__Exercise prompt__. Search the records for the word "sites" and pick out every line that has it.

__Materials provided__.

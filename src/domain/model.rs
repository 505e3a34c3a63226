use serde::{Deserialize, Serialize};
use std::fmt;

pub const SYSTEMD_UNIT_DIR: &str = "/etc/systemd/system";
pub const NGINX_SITES_AVAILABLE: &str = "/etc/nginx/sites-available";
pub const NGINX_SITES_ENABLED: &str = "/etc/nginx/sites-enabled";
pub const REQUIREMENTS_FILE_NAME: &str = "requirements.txt";

/// Every identifier the artifacts share, resolved and validated once.
#[derive(Debug, Clone, PartialEq, Eq, Serialize, Deserialize)]
pub struct DeploymentNames {
    pub repo_name: String,
    pub project_name: String,
    pub working_dir: String,
    pub domain: String,
    /// `domain` first, then aliases such as `www.<domain>`.
    pub server_names: Vec<String>,
    pub socket_path: String,
    pub user: String,
    pub group: String,
    pub venv_dir: String,
    pub workers: u32,
    pub access_log: bool,
    pub listen_port: u16,
    pub static_root: String,
    pub requirements: Vec<Requirement>,
    pub tls_email: Option<String>,
}

impl DeploymentNames {
    pub fn service_unit_name(&self) -> String {
        format!("{}.service", self.repo_name)
    }

    pub fn socket_unit_name(&self) -> String {
        format!("{}.socket", self.repo_name)
    }

    pub fn site_file_name(&self) -> String {
        self.repo_name.clone()
    }

    pub fn env_file_name(&self) -> String {
        format!("{}.env", self.repo_name)
    }

    pub fn env_file_path(&self) -> String {
        join_path(&self.working_dir, &self.env_file_name())
    }

    pub fn gunicorn_bin(&self) -> String {
        join_path(&self.venv_dir, "bin/gunicorn")
    }

    pub fn wsgi_module(&self) -> String {
        format!("{}.wsgi:application", self.project_name)
    }

    /// Directory Django collects static files into; nginx serves `/static/`
    /// from `static_root`, so the two must line up.
    pub fn django_static_root(&self) -> String {
        join_path(&self.static_root, "static")
    }
}

pub fn join_path(base: &str, tail: &str) -> String {
    format!("{}/{}", base.trim_end_matches('/'), tail)
}

#[derive(Debug, Clone, Copy, PartialEq, Eq, Hash, PartialOrd, Ord, Serialize, Deserialize)]
#[serde(rename_all = "kebab-case")]
pub enum ArtifactKind {
    ServiceUnit,
    SocketUnit,
    SiteBlock,
    Requirements,
    EnvFile,
}

impl ArtifactKind {
    pub const ALL: [ArtifactKind; 5] = [
        ArtifactKind::ServiceUnit,
        ArtifactKind::SocketUnit,
        ArtifactKind::SiteBlock,
        ArtifactKind::Requirements,
        ArtifactKind::EnvFile,
    ];

    pub fn label(&self) -> &'static str {
        match self {
            ArtifactKind::ServiceUnit => "service unit",
            ArtifactKind::SocketUnit => "socket unit",
            ArtifactKind::SiteBlock => "site block",
            ArtifactKind::Requirements => "requirements",
            ArtifactKind::EnvFile => "environment file",
        }
    }

    /// Conventional file name for a repository.
    pub fn file_name(&self, repo_name: &str) -> String {
        match self {
            ArtifactKind::ServiceUnit => format!("{}.service", repo_name),
            ArtifactKind::SocketUnit => format!("{}.socket", repo_name),
            ArtifactKind::SiteBlock => repo_name.to_string(),
            ArtifactKind::Requirements => REQUIREMENTS_FILE_NAME.to_string(),
            ArtifactKind::EnvFile => format!("{}.env", repo_name),
        }
    }
}

impl fmt::Display for ArtifactKind {
    fn fmt(&self, f: &mut fmt::Formatter<'_>) -> fmt::Result {
        f.write_str(self.label())
    }
}

#[derive(Debug, Clone, PartialEq, Eq, Serialize, Deserialize)]
pub struct Artifact {
    pub kind: ArtifactKind,
    pub file_name: String,
    /// Absolute directory on the host the file belongs in.
    pub install_dir: String,
    pub contents: String,
}

impl Artifact {
    pub fn install_path(&self) -> String {
        join_path(&self.install_dir, &self.file_name)
    }
}

/// One line of a pip requirements file.
#[derive(Debug, Clone, PartialEq, Eq, Serialize, Deserialize)]
pub struct Requirement {
    pub name: String,
    /// Comparison operator and version, e.g. `("==", "4.2.7")`.
    pub specifier: Option<(String, String)>,
    pub marker: Option<String>,
}

impl Requirement {
    pub fn pinned(name: impl Into<String>, version: impl Into<String>) -> Self {
        Self {
            name: name.into(),
            specifier: Some(("==".to_string(), version.into())),
            marker: None,
        }
    }

    /// PEP 503 normalized name.
    pub fn normalized_name(&self) -> String {
        normalize_package_name(&self.name)
    }

    pub fn pinned_version(&self) -> Option<&str> {
        match &self.specifier {
            Some((op, version)) if op == "==" => Some(version.as_str()),
            _ => None,
        }
    }
}

impl fmt::Display for Requirement {
    fn fmt(&self, f: &mut fmt::Formatter<'_>) -> fmt::Result {
        f.write_str(&self.name)?;
        if let Some((op, version)) = &self.specifier {
            write!(f, "{}{}", op, version)?;
        }
        if let Some(marker) = &self.marker {
            write!(f, "; {}", marker)?;
        }
        Ok(())
    }
}

pub fn normalize_package_name(name: &str) -> String {
    let mut normalized = String::with_capacity(name.len());
    let mut in_separator = false;
    for c in name.trim().chars() {
        if matches!(c, '-' | '_' | '.') {
            if !in_separator {
                normalized.push('-');
            }
            in_separator = true;
        } else {
            normalized.push(c.to_ascii_lowercase());
            in_separator = false;
        }
    }
    normalized
}

#[cfg(test)]
mod tests {
    use super::*;

    #[test]
    fn test_normalize_package_name() {
        assert_eq!(normalize_package_name("Django"), "django");
        assert_eq!(normalize_package_name("python_dotenv"), "python-dotenv");
        assert_eq!(normalize_package_name("zope.interface"), "zope-interface");
        assert_eq!(normalize_package_name("A__b-.C"), "a-b-c");
    }

    #[test]
    fn test_requirement_display() {
        let pin = Requirement::pinned("gunicorn", "21.2.0");
        assert_eq!(pin.to_string(), "gunicorn==21.2.0");
        assert_eq!(pin.pinned_version(), Some("21.2.0"));

        let ranged = Requirement {
            name: "psycopg2-binary".to_string(),
            specifier: Some((">=".to_string(), "2.9".to_string())),
            marker: Some("python_version >= \"3.8\"".to_string()),
        };
        assert_eq!(
            ranged.to_string(),
            "psycopg2-binary>=2.9; python_version >= \"3.8\""
        );
        assert_eq!(ranged.pinned_version(), None);
    }

    #[test]
    fn test_artifact_file_names() {
        assert_eq!(ArtifactKind::ServiceUnit.file_name("blog"), "blog.service");
        assert_eq!(ArtifactKind::SocketUnit.file_name("blog"), "blog.socket");
        assert_eq!(ArtifactKind::SiteBlock.file_name("blog"), "blog");
        assert_eq!(ArtifactKind::Requirements.file_name("blog"), "requirements.txt");
        assert_eq!(ArtifactKind::EnvFile.file_name("blog"), "blog.env");
    }

    #[test]
    fn test_join_path_trims_trailing_slash() {
        assert_eq!(join_path("/srv/blog/", "env"), "/srv/blog/env");
        assert_eq!(join_path("/srv/blog", "bin/gunicorn"), "/srv/blog/bin/gunicorn");
    }
}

__Written answer__.
pub const NGINX_SITES_AVAILABLE: &str = "/etc/nginx/sites-available";
pub const NGINX_SITES_ENABLED: &str = "/etc/nginx/sites-enabled";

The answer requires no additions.